I understand all skin treatments requires careful maintenance, including regular cleansing and a prescribed home-care routine. There are many variables with skin results and expectations; including natural skin turnover cycle, use of cosmetics and skin care products, skin type, sun-exposure, hormones, lifestyle etc.
I understand the use of non-compliant cosmetic and skin-care products, may affect my skin outcomes and goals. I understand only recommended products should be used for my skin under the guidance of my skin therapist.
Sessions may not be extended (unless time is available) due to lateness or due to interruptions caused by the client.
PERMISSION TO USE PICTURES
I grant Youthphoria, the full right to take, publish and reproduce photographs of me, and my face both before, during and after this procedure, for any advertising, or other purposes, including the right to retouch these photographs. I further expressly assign any copyright in these photographs to Youthphoria. I also grant my consent to use my image and likeness as contained in these photographs for advertising or other purposes, along with any comments I may provide.
You are paying for the skin therapists time, product and other expenses used to provide you with a service. No refunds will be given for any services. If you are unhappy with a service, please contact Youthphoria within 24 hours of your appointment to discuss your concerns. Any concerns addressed after 24 hours or if you failed to follow the proper after-care instructions, will be charged at full service.
Cancellations or re-schedules should be made at least 24 hours in advance of a scheduled session to avoid a penalty. Sessions cancelled less than 24 hours in advance will be charged at 50% to the client.
POTENTIAL RISK AND WAIVER OF LIABILITY
I understand there is an inherent risk associated with having skin treatments, and that notwithstanding the utmost of care, there still exist potential possibility of risks which include, without limitation, of an allergic reaction at any time, sensitisation, redness, itching, swelling, pain, discomfort, irritation, distress and, in rare cases, damage and harm to the skin that are beyond the therapists responsibility/control. It is strongly advised that you seek a doctor.
I also agree to defend, indemnify and hold harmless Youthphoria from any and all claims, actions, expenses, damages and liabilities, including reasonable attorneys’ fees which might be asserted against them as a result of my having skin treatments performed, or my purchase of Youthphoria products.
NO KNOWN MEDICAL CONDITIONS/ INFORMED CONSENT
I have read and completed the client registration form in its entirety and in truth. I acknowledge that I am aware of the potential effects that the treatment may cause to those who have specific medical or skin conditions. I further state that I have no known medical condition that might be aggravated by the procedure or any medical condition that would prevent me from complying with or heeding to the professional’s or Youthphoria’s instructions or these warnings. Any deviations requested by the client from Youthphoria's standard operating procedure will be at the client's own risk.

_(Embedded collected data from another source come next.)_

//! Production rules of the feature-document grammar.
//!
//! The grammar is ordered choice throughout: `Scenario:` is tried before
//! `Scenario Outline:` at every position, and description lines stop at the
//! first line that would start the next structural element.
//!
//! ```text
//! feature   = tag* header("Feature:") (scenario / outline)+
//! scenario  = tag* header("Scenario:") step+
//! outline   = tag* header("Scenario Outline:") step+ examples+
//! examples  = tag* "Examples:" row row+
//! header(k) = k text description?
//! row       = "|" (cell ("|" cell)* "|")?
//! ```

use std::sync::LazyLock;

use capriccio_grammar::{
    CharSet, Consumer, any_except, charset, choice, discard, flatten, interleaved, label, literal,
    literal_ignore_case, not, one_or_more, optional, replace, sequence, zero_or_more,
};

use crate::keyword::StepKeyword;

/// Labels the grammar attaches to parse-tree nodes.
#[derive(Debug, Clone, Copy, PartialEq, Eq, Hash)]
pub enum GherkinLabel {
    /// Whole document.
    Feature,
    /// `Scenario:` block.
    Scenario,
    /// `Scenario Outline:` block.
    ScenarioOutline,
    /// Text after a header keyword.
    Name,
    /// Lines between a header and what follows it.
    Description,
    /// One `@tag`.
    Tag,
    /// One step line.
    Step,
    /// One `Examples:` block.
    Examples,
    /// Header row of an Examples table.
    ExampleKeys,
    /// Data rows of an Examples table.
    ExampleValues,
}

type Rule = Consumer<GherkinLabel>;

static GHERKIN: LazyLock<Rule> = LazyLock::new(feature);

/// The root rule, built on first use.
pub(crate) fn gherkin() -> &'static Rule {
    &GHERKIN
}

/// Spaces and tabs, dropped.
fn indent() -> Rule {
    discard(zero_or_more(charset(CharSet::horizontal_whitespace())))
}

fn line_break() -> Rule {
    literal("\r\n") | literal("\n")
}

fn end_of_input() -> Rule {
    not(any_except(CharSet::default()))
}

/// Line breaks and whitespace-only lines, dropped.
fn blank_lines() -> Rule {
    discard(zero_or_more(sequence([indent(), line_break()])))
}

/// A run of characters up to the end of the line or the next `|`.
fn text() -> Rule {
    let stop = CharSet::line_breaks().union(&CharSet::from_chars("|"));
    flatten(one_or_more(any_except(stop)))
}

fn tag() -> Rule {
    let stop = CharSet::line_breaks().union(&CharSet::from_chars("@"));
    label(
        GherkinLabel::Tag,
        sequence([
            indent(),
            discard(literal("@")),
            flatten(one_or_more(any_except(stop))),
            blank_lines(),
        ]),
    )
}

/// `keyword` followed by the name, then description lines up to `stop`.
fn header(keyword: &str, stop: &Rule) -> Rule {
    let name = label(
        GherkinLabel::Name,
        flatten(sequence([indent(), discard(literal(keyword)), indent(), text()])),
    );
    let description_line = sequence([
        not(stop.clone()),
        indent(),
        text(),
        replace(line_break(), " "),
        blank_lines(),
    ]);
    sequence([
        name,
        blank_lines(),
        optional(label(
            GherkinLabel::Description,
            flatten(one_or_more(description_line)),
        )),
    ])
}

fn step_keyword() -> Rule {
    sequence([
        indent(),
        choice(
            StepKeyword::ALL
                .into_iter()
                .map(|keyword| literal_ignore_case(keyword.as_str())),
        ),
    ])
}

fn step() -> Rule {
    label(
        GherkinLabel::Step,
        sequence([step_keyword(), indent(), text(), blank_lines()]),
    )
}

fn row_end() -> Rule {
    sequence([indent(), line_break() | end_of_input()])
}

/// `| a | b |` yielding one text per cell; a lone `|` yields nothing.
fn table_row() -> Rule {
    let pipe = || discard(literal("|"));
    let cell = sequence([not(row_end()), text()]);
    sequence([
        indent(),
        pipe(),
        optional(sequence([interleaved(pipe(), cell), pipe()])),
        discard(row_end()),
        blank_lines(),
    ])
}

fn examples() -> Rule {
    label(
        GherkinLabel::Examples,
        sequence([
            zero_or_more(tag()),
            indent(),
            discard(literal("Examples:")),
            indent(),
            blank_lines(),
            label(GherkinLabel::ExampleKeys, table_row()),
            label(GherkinLabel::ExampleValues, one_or_more(table_row())),
        ]),
    )
}

fn scenario() -> Rule {
    label(
        GherkinLabel::Scenario,
        sequence([
            zero_or_more(tag()),
            header("Scenario:", &step_keyword()),
            one_or_more(step()),
        ]),
    )
}

fn scenario_outline() -> Rule {
    label(
        GherkinLabel::ScenarioOutline,
        sequence([
            zero_or_more(tag()),
            header("Scenario Outline:", &step_keyword()),
            one_or_more(step()),
            one_or_more(examples()),
        ]),
    )
}

fn feature() -> Rule {
    let next_block = sequence([
        indent(),
        choice([
            literal("Scenario:"),
            literal("Scenario Outline:"),
            sequence([literal("@"), text()]),
        ]),
    ]);
    label(
        GherkinLabel::Feature,
        sequence([
            blank_lines(),
            zero_or_more(tag()),
            header("Feature:", &next_block),
            one_or_more(scenario() | scenario_outline()),
            blank_lines(),
            indent(),
        ]),
    )
}

#[cfg(test)]
mod tests {
    use super::*;
    use capriccio_grammar::{Matched, evaluate};
    use rstest::rstest;

    fn parse_with(rule: &Rule, input: &str) -> Vec<Matched<GherkinLabel>> {
        evaluate(rule, input).unwrap_or_else(|err| panic!("`{input:?}` should match: {err}"))
    }

    fn node(label: GherkinLabel, children: &[&str]) -> Matched<GherkinLabel> {
        Matched::Node {
            label,
            children: children
                .iter()
                .map(|text| Matched::Text((*text).to_owned()))
                .collect(),
        }
    }

    #[rstest]
    #[case("@smoke\n", &["smoke"])]
    #[case("  @smoke  \n\n", &["smoke  "])]
    #[case("@a @b\n", &["a ", "b"])]
    fn tags_split_on_at_sign(#[case] input: &str, #[case] names: &[&str]) {
        let expected: Vec<_> = names
            .iter()
            .map(|name| node(GherkinLabel::Tag, &[*name]))
            .collect();
        assert_eq!(parse_with(&zero_or_more(tag()), input), expected);
    }

    #[rstest]
    #[case("Given x\n", "Given", "x")]
    #[case("  when I act  \n", "when", "I act  ")]
    #[case("BUT not this", "BUT", "not this")]
    fn steps_keep_keyword_spelling(#[case] input: &str, #[case] keyword: &str, #[case] text: &str) {
        assert_eq!(
            parse_with(&step(), input),
            vec![node(GherkinLabel::Step, &[keyword, text])]
        );
    }

    #[test]
    fn description_lines_collapse_into_one() {
        let input = "Scenario: S\n  first line\n\n  second line\nGiven x\n";
        let rule = sequence([header("Scenario:", &step_keyword()), step()]);
        let tree = parse_with(&rule, input);
        assert_eq!(
            tree.get(..2),
            Some(
                [
                    node(GherkinLabel::Name, &["S"]),
                    node(GherkinLabel::Description, &["first line second line "]),
                ]
                .as_slice()
            )
        );
    }

    #[rstest]
    #[case("| a | b |\n", &[" a ", " b "])]
    #[case("  |a|b|   \n", &["a", "b"])]
    #[case("| |\n", &[" "])]
    #[case("|\n", &[])]
    #[case("| last |", &[" last "])]
    fn table_rows_yield_cells(#[case] input: &str, #[case] cells: &[&str]) {
        let expected: Vec<_> = cells
            .iter()
            .map(|cell| Matched::Text((*cell).to_owned()))
            .collect();
        assert_eq!(parse_with(&table_row(), input), expected);
    }

    #[rstest]
    #[case("| a | b\n")]
    #[case("a | b |\n")]
    fn malformed_rows_are_rejected(#[case] input: &str) {
        assert!(evaluate(&table_row(), input).is_err());
    }

    #[test]
    fn outline_header_is_not_a_scenario_header() {
        let input = "Scenario Outline: O\nGiven <x>\nExamples:\n| x |\n| 1 |\n";
        assert!(evaluate(&scenario(), input).is_err());
        let tree = parse_with(&scenario_outline(), input);
        assert_eq!(
            tree.first().and_then(Matched::label),
            Some(&GherkinLabel::ScenarioOutline)
        );
    }

    #[test]
    fn feature_description_stops_at_tag_line() {
        let input = "Feature: F\n  about\n@t\nScenario: S\nGiven x\n";
        let Some(Matched::Node { children, .. }) = parse_with(gherkin(), input).into_iter().next()
        else {
            panic!("expected a feature node");
        };
        let labels: Vec<_> = children.iter().filter_map(Matched::label).collect();
        assert_eq!(
            labels,
            vec![
                &GherkinLabel::Name,
                &GherkinLabel::Description,
                &GherkinLabel::Scenario
            ]
        );
    }
}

If at any time during the procedure there is discomfort, I agree to immediately notify the therapist so they may remedy the problem, including ending the session if deemed prudent.
I must inform Youthphoria if my medical history changes or if there are any other relevant information.
This agreement will remain in effect for this procedure, and all future procedures conducted by Youthphoria or any other professional conducting business at the premises.
I agree that this Agreement is binding upon me, and my heirs, legal representatives and assigns. I represent that I am over 18 years of age and that I have the right to enter this agreement, or if I am under 18 years of age, I have had my parent or legal guardian consent to this agreement. By adding his or her signature below, he or she ratifies and consents to this procedure under these terms.